The project is expected to take two years and the idea is to design a digital version of the common currency, used in the 19 members of the euro zone. However, the actual implementation of the central bank-backed currency could take another two years on top of the design and investigation stage.
"It has been nine months since we published our report on a digital euro. In that time, we have carried out further analysis, sought input from citizens and professionals, and conducted some experiments, with encouraging results. All of this has led us to decide to move up a gear and start the digital euro project," ECB President Christine Lagarde said in a statement.
"Our work aims to ensure that in the digital age citizens and firms continue to have access to the safest form of money, central bank money," she added.
Lagarde had forecast in March a timeline of at least four years for full implementation. In an interview with Bloomberg News, Lagarde said that this was a technical endeavor and that "we need to make sure we do it right."

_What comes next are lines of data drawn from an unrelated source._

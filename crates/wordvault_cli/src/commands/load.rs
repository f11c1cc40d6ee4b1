//! Load command implementation.

use std::path::Path;
use std::sync::Arc;
use std::time::Duration;
use wordvault_core::{StoreState, WordStore, WordlistConfig};
use wordvault_store::FileStore;

/// Runs the load command: opens the list against the given source and
/// reports progress until ingestion settles.
pub fn run(
    path: &Path,
    name: &str,
    source: &Path,
    chunk_size: usize,
    case_sensitive: bool,
    load_factor: u32,
) -> Result<(), Box<dyn std::error::Error>> {
    let backing = Arc::new(FileStore::open(path)?);
    let config = WordlistConfig::new()
        .source(source)
        .chunk_size(chunk_size)
        .case_sensitive(case_sensitive)
        .load_factor(load_factor);

    let store = Arc::new(WordStore::new(name, backing, config));
    let worker = store.spawn_open();

    while store.status() != StoreState::Open && store.status() != StoreState::Closed {
        if let Some(line) = store.progress_line() {
            println!("{line}");
        }
        std::thread::sleep(Duration::from_secs(2));
    }
    worker
        .join()
        .map_err(|_| "ingestion worker panicked")??;

    match store.status() {
        StoreState::Open => {
            println!("Loaded {} words into '{name}'", store.len());
            Ok(())
        }
        _ => Err(store.health().message.into()),
    }
}
//! Resumable, throttled, adaptively-batched population runs.

use crate::batch::BatchSizer;
use crate::config::WordlistConfig;
use crate::error::{CoreError, CoreResult};
use crate::meta::{IngestStatus, MetaRecord};
use crate::normalize::normalize_line;
use crate::progress::PopulationProgress;
use crate::source::SourceReader;
use crate::throttle::Throttle;
use crate::transform::RecordTransform;
use std::path::PathBuf;
use std::sync::atomic::{AtomicBool, Ordering};
use std::sync::Arc;
use std::time::{Duration, Instant};
use tracing::{debug, info, warn};
use wordvault_store::{KeyValueStore, Namespace};

/// How often the engine logs a progress summary during a run.
const PROGRESS_LOG_INTERVAL: Duration = Duration::from_secs(30);

/// Loads a word-list source into the store.
///
/// A run is:
///
/// 1. Pre-scan the source to learn the total line count (skipped when
///    already known from an earlier run)
/// 2. Skip lines already committed, per the resume bookmark
/// 3. Stream: read, throttle, normalize, transform, batch
/// 4. Flush batches sized by the [`BatchSizer`]; after each durable
///    commit, persist the advanced bookmark
/// 5. On completion, verify words were stored and mark the list
///    `Complete`
///
/// Pausing is cooperative: the flag is checked between lines, the
/// current batch is flushed, and status stays `InProgress` so the next
/// run resumes from the bookmark. A commit failure aborts the run
/// without advancing the bookmark, so resuming reprocesses at most the
/// unflushed tail - never loses lines.
pub struct IngestionEngine {
    store: Arc<dyn KeyValueStore>,
    config: WordlistConfig,
    source: PathBuf,
    words_ns: Namespace,
    meta_ns: Namespace,
    pause: Arc<AtomicBool>,
    progress: Arc<PopulationProgress>,
    total_lines: Option<u64>,
}

impl IngestionEngine {
    /// Creates an engine for one word list.
    ///
    /// # Errors
    ///
    /// Returns [`CoreError::InvalidConfig`] if the configuration has
    /// no source path.
    pub fn new(
        store: Arc<dyn KeyValueStore>,
        config: WordlistConfig,
        words_ns: Namespace,
        meta_ns: Namespace,
        pause: Arc<AtomicBool>,
        progress: Arc<PopulationProgress>,
    ) -> CoreResult<Self> {
        let source = config
            .source
            .clone()
            .ok_or_else(|| CoreError::invalid_config("no source path configured"))?;
        Ok(Self {
            store,
            config,
            source,
            words_ns,
            meta_ns,
            pause,
            progress,
            total_lines: None,
        })
    }

    /// Pre-scans the source for its total line count.
    ///
    /// Aborts early (leaving the total unknown) if a pause was
    /// requested during the scan.
    ///
    /// # Errors
    ///
    /// Surfaces open and read errors from the source.
    pub fn init(&mut self) -> CoreResult<()> {
        if self.total_lines.is_some() {
            return Ok(());
        }

        debug!(source = %self.source.display(), "pre-scanning source for line count");
        let pause = Arc::clone(&self.pause);
        let reader = SourceReader::open(&self.source)?;
        match reader.count_lines(|| !pause.load(Ordering::Acquire))? {
            Some(total) => {
                self.total_lines = Some(total);
                self.progress.set_total_lines(total);
                debug!(total, "pre-scan complete");
            }
            None => debug!("pre-scan aborted by pause request"),
        }
        Ok(())
    }

    /// Runs the population loop until completion or pause.
    ///
    /// # Errors
    ///
    /// Surfaces read errors, commit failures, and
    /// [`CoreError::EmptyPopulation`] when a completed run stored no
    /// words.
    pub fn populate(&mut self) -> CoreResult<()> {
        if self.pause.load(Ordering::Acquire) {
            return Ok(());
        }

        // Resume point and accumulated elapsed time from prior runs.
        let mut meta = MetaRecord::load(self.store.as_ref(), &self.meta_ns)?
            .unwrap_or_else(|| MetaRecord::dirty(&self.config, None));
        let resume_from = meta.last_line;
        let elapsed_base = Duration::from_secs(meta.elapsed_seconds);

        meta.status = IngestStatus::InProgress;
        meta.save(self.store.as_ref(), &self.meta_ns)?;

        let mut transform =
            RecordTransform::for_kind(self.config.list_kind, self.config.chunk_size);
        if let RecordTransform::SampledIndex { next_index } = &mut transform {
            // Continue numbering from the bookmark's checkpoint, not
            // from the store length: a replayed tail (committed but
            // not yet bookmarked) must overwrite its own indices, not
            // append fresh ones.
            *next_index = meta.next_index;
        }

        info!(
            source = %self.source.display(),
            resume_from,
            "starting population run"
        );
        self.progress.start_run(resume_from);
        let run_started = Instant::now();

        let mut reader = SourceReader::open(&self.source)?;
        for _ in 0..resume_from {
            if reader.next_line()?.is_none() {
                break;
            }
        }

        let mut throttle = Throttle::new(self.config.load_factor);
        let mut sizer = BatchSizer::new(self.config.batch);
        let mut batch: Vec<(String, String)> = Vec::new();
        let mut line_no = resume_from;
        let mut last_progress_log = Instant::now();
        let mut paused = false;

        while let Some(line) = reader.next_line()? {
            throttle.sleep();
            line_no += 1;

            match normalize_line(&line, self.config.case_sensitive, self.config.max_word_length) {
                Some(word) => {
                    transform.emit(&word, &mut batch);
                    self.progress.record_line(true);
                }
                None => self.progress.record_line(false),
            }

            if batch.len() >= sizer.current() {
                meta.next_index = transform.next_index();
                self.flush(&mut batch, &mut sizer, &mut meta, line_no, elapsed_base, run_started)?;
            }

            if last_progress_log.elapsed() >= PROGRESS_LOG_INTERVAL {
                info!(progress = %self.progress.summary(), "population in progress");
                last_progress_log = Instant::now();
            }

            if self.pause.load(Ordering::Acquire) {
                paused = true;
                break;
            }
        }

        if !batch.is_empty() {
            meta.next_index = transform.next_index();
            self.flush(&mut batch, &mut sizer, &mut meta, line_no, elapsed_base, run_started)?;
        }

        if paused {
            // Status stays InProgress; bookmark already persisted by
            // the final flush, so the next run resumes exactly here.
            meta.elapsed_seconds = (elapsed_base + run_started.elapsed()).as_secs();
            meta.save(self.store.as_ref(), &self.meta_ns)?;
            self.progress.finish_run();
            info!(line = line_no, "population paused");
            return Ok(());
        }

        let size = self.store.len(&self.words_ns)?;
        if size == 0 {
            self.progress.finish_run();
            return Err(CoreError::EmptyPopulation);
        }

        meta.status = IngestStatus::Complete;
        meta.size = size;
        meta.last_line = line_no;
        meta.elapsed_seconds = (elapsed_base + run_started.elapsed()).as_secs();
        meta.save(self.store.as_ref(), &self.meta_ns)?;
        self.progress.finish_run();

        info!(
            added = self.progress.added(),
            ignored = self.progress.ignored(),
            stored = size,
            elapsed_seconds = meta.elapsed_seconds,
            "population complete"
        );
        Ok(())
    }

    /// Requests a cooperative pause.
    ///
    /// The engine finishes the current line and flush before honoring
    /// it.
    pub fn pause(&self) {
        self.pause.store(true, Ordering::Release);
    }

    /// Human-readable status of the current run.
    #[must_use]
    pub fn status_line(&self) -> String {
        self.progress.summary()
    }

    /// Commits the batch, then advances the bookmark.
    ///
    /// Ordering is the resume guarantee: the bookmark moves only after
    /// its batch is durable, so an interrupted run can only replay,
    /// never skip.
    fn flush(
        &self,
        batch: &mut Vec<(String, String)>,
        sizer: &mut BatchSizer,
        meta: &mut MetaRecord,
        line_no: u64,
        elapsed_base: Duration,
        run_started: Instant,
    ) -> CoreResult<()> {
        let commit_started = Instant::now();
        if let Err(e) = self.store.put_all(&self.words_ns, batch) {
            warn!(error = %e, "batch commit failed, aborting run");
            return Err(e.into());
        }
        let commit_duration = commit_started.elapsed();

        meta.last_line = line_no;
        meta.elapsed_seconds = (elapsed_base + run_started.elapsed()).as_secs();
        meta.save(self.store.as_ref(), &self.meta_ns)?;

        sizer.record_commit(commit_duration);
        batch.clear();
        Ok(())
    }
}
//! Status command implementation.

use serde::Serialize;
use std::path::Path;
use wordvault_core::{IngestStatus, MetaRecord};
use wordvault_store::{FileStore, Namespace};

/// Printable word-list status.
#[derive(Debug, Serialize)]
pub struct StatusResult {
    /// Word-list name.
    pub name: String,
    /// Ingestion status.
    pub status: IngestStatus,
    /// Metadata version string.
    pub version: String,
    /// Stored word count.
    pub size: u64,
    /// Resume bookmark.
    pub last_line: u64,
    /// Accumulated ingestion seconds.
    pub elapsed_seconds: u64,
    /// Source digest, if recorded.
    pub checksum: Option<String>,
}

/// Runs the status command.
pub fn run(path: &Path, name: &str, format: &str) -> Result<(), Box<dyn std::error::Error>> {
    let store = FileStore::open(path)?;
    let meta_ns = Namespace::new(format!("meta:{name}"));

    let Some(meta) = MetaRecord::load(&store, &meta_ns)? else {
        return Err(format!("no word list named '{name}' at {}", path.display()).into());
    };

    let result = StatusResult {
        name: name.to_string(),
        status: meta.status,
        version: meta.version,
        size: meta.size,
        last_line: meta.last_line,
        elapsed_seconds: meta.elapsed_seconds,
        checksum: meta.checksum.map(|c| c.digest),
    };

    if format == "json" {
        println!("{}", serde_json::to_string_pretty(&result)?);
    } else {
        println!("Word list:  {}", result.name);
        println!("Status:     {:?}", result.status);
        println!("Version:    {}", result.version);
        println!("Size:       {} words", result.size);
        println!("Bookmark:   line {}", result.last_line);
        println!("Elapsed:    {}s", result.elapsed_seconds);
        if let Some(digest) = &result.checksum {
            println!("Checksum:   {digest}");
        }
    }
    Ok(())
}
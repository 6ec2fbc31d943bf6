//! Logging and tracing setup

use anyhow::{anyhow, Result};
use tracing::Subscriber;
use tracing_appender::non_blocking::WorkerGuard;
use tracing_subscriber::fmt::writer::BoxMakeWriter;
use tracing_subscriber::registry::LookupSpan;
use tracing_subscriber::{fmt, prelude::*, EnvFilter, Layer};

use crate::config::LoggingConfig;

/// Initialize logging and tracing.
///
/// `RUST_LOG` wins over the configured level. When a log file is configured the returned
/// guard must be held until shutdown so buffered lines get flushed.
pub fn initialize_logging(config: &LoggingConfig) -> Result<Option<WorkerGuard>> {
    let env_filter = EnvFilter::try_from_default_env()
        .or_else(|_| EnvFilter::try_new(&config.level))
        .map_err(|e| anyhow!("Invalid log level '{}': {}", config.level, e))?;

    let (writer, guard) = match &config.file {
        Some(path) => {
            let directory = path.parent().filter(|p| !p.as_os_str().is_empty());
            let file_name = path
                .file_name()
                .ok_or_else(|| anyhow!("Log file path has no file name: {:?}", path))?;
            let appender = tracing_appender::rolling::never(
                directory.unwrap_or_else(|| std::path::Path::new(".")),
                file_name,
            );
            let (writer, guard) = tracing_appender::non_blocking(appender);
            (BoxMakeWriter::new(writer), Some(guard))
        }
        None => (BoxMakeWriter::new(std::io::stdout), None),
    };
    let ansi = config.file.is_none();

    let fmt_layer = format_layer(&config.format, ansi, writer)?;

    tracing_subscriber::registry()
        .with(env_filter)
        .with(fmt_layer)
        .try_init()
        .map_err(|e| anyhow!("Failed to install tracing subscriber: {}", e))?;

    Ok(guard)
}

/// Build the fmt layer for `format` (pretty, json or compact)
fn format_layer<S>(
    format: &str,
    ansi: bool,
    writer: BoxMakeWriter,
) -> Result<Box<dyn Layer<S> + Send + Sync + 'static>>
where
    S: Subscriber + for<'a> LookupSpan<'a> + 'static,
{
    let layer = match format {
        "json" => fmt::layer()
            .json()
            .with_target(true)
            .with_thread_names(true)
            .with_writer(writer)
            .boxed(),
        "pretty" => fmt::layer()
            .pretty()
            .with_target(false)
            .with_thread_ids(true)
            .with_thread_names(true)
            .with_file(true)
            .with_line_number(true)
            .with_ansi(ansi)
            .with_writer(writer)
            .boxed(),
        "compact" => fmt::layer()
            .compact()
            .with_target(false)
            .with_ansi(ansi)
            .with_writer(writer)
            .boxed(),
        other => return Err(anyhow!("Invalid log format: {}", other)),
    };
    Ok(layer)
}
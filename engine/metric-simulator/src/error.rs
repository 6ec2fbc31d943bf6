//! Error types for MetricSimulator

use thiserror::Error;

/// Errors that can occur around the MetricSimulator.
///
/// Ticking, snapshots and stopping never fail. These only cover configuration and the
/// host runtime.
#[derive(Error, Debug)]
pub enum SimulatorError {
    #[error("Configuration error: {0}")]
    InvalidConfig(String),

    #[error("No tokio runtime available to schedule ticks")]
    RuntimeUnavailable,

    #[error("I/O error: {0}")]
    Io(#[from] std::io::Error),

    #[error("Failed to parse configuration: {0}")]
    TomlDe(#[from] toml::de::Error),

    #[error("Failed to serialize configuration: {0}")]
    TomlSer(#[from] toml::ser::Error),
}
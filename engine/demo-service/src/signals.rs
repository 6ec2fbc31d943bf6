//! Signal handling for graceful shutdown

use anyhow::Result;
use std::sync::Arc;
use std::time::Duration;
use tokio::sync::oneshot;
use tokio::task::JoinHandle;
use tokio::time::timeout;
use tracing::{error, info, warn};

use crate::service::DemoService;

/// Setup signal handlers for graceful shutdown
pub fn setup_signal_handlers() -> Result<oneshot::Receiver<()>> {
    let (shutdown_tx, shutdown_rx) = oneshot::channel();

    #[cfg(unix)]
    let shutdown_flag = {
        use signal_hook::consts::SIGTERM;
        use std::sync::atomic::AtomicBool;

        let flag = Arc::new(AtomicBool::new(false));
        signal_hook::flag::register(SIGTERM, flag.clone())?;
        flag
    };

    tokio::spawn(async move {
        #[cfg(unix)]
        let sigterm = async {
            use std::sync::atomic::Ordering;

            // Poll for signal
            while !shutdown_flag.load(Ordering::Relaxed) {
                tokio::time::sleep(Duration::from_millis(100)).await;
            }
        };
        #[cfg(not(unix))]
        let sigterm = std::future::pending::<()>();

        tokio::select! {
            result = tokio::signal::ctrl_c() => match result {
                Ok(()) => info!("Ctrl+C signal received"),
                Err(e) => {
                    error!("Failed to listen for Ctrl+C signal: {}", e);
                    return;
                }
            },
            _ = sigterm => info!("SIGTERM signal received"),
        }

        let _ = shutdown_tx.send(());
    });

    Ok(shutdown_rx)
}

/// Graceful shutdown handler
pub async fn graceful_shutdown(
    service: Arc<DemoService>,
    logger_handle: JoinHandle<()>,
    command_handle: Option<JoinHandle<()>>,
) -> Result<()> {
    info!("Starting graceful shutdown...");

    // Stop the simulator first so the final snapshot is stable
    service.stop();
    info!(metrics = ?service.snapshot(), "MetricSimulator stopped");

    let shutdown_timeout = Duration::from_secs(service.config.service.shutdown_timeout_secs);
    match timeout(shutdown_timeout, logger_handle).await {
        Ok(Ok(())) => info!("Snapshot logger stopped gracefully"),
        Ok(Err(e)) => error!("Snapshot logger task failed: {}", e),
        Err(_) => warn!("Snapshot logger did not stop within timeout, forcing shutdown"),
    }

    if let Some(handle) = command_handle {
        match timeout(shutdown_timeout, handle).await {
            Ok(Ok(())) => info!("Command reader stopped gracefully"),
            Ok(Err(e)) => error!("Command reader task failed: {}", e),
            Err(_) => warn!("Command reader did not stop within timeout, forcing shutdown"),
        }
    }

    info!("Graceful shutdown complete");
    Ok(())
}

The digital euro would allow consumers to pay electronically, without the need for banknotes and coins. However, it would "complement" the existing monetary system rather than replacing physical cash and erasing the business of commercial lenders.
"We are entering the age of digital money," Fabio Panetta, a member of the executive board of the ECB, said in a blog post Wednesday.
"Private solutions for digital and online payments bring important benefits such as convenience, speed and efficiency. But they also pose risks in terms of privacy, safety and accessibility. And they can be expensive for some users," Panetta said.
Discussions over a digital euro emerged in the wake of plans from Facebook to have its own digital currency. However, the talks somewhat accelerated with the pandemic as more people began to buy goods online.
"The coronavirus pandemic has shown just how fast such change can happen. And this is affecting the way we pay. We are increasingly buying digitally and online. The role of cash as a means of payment is declining," Panetta added.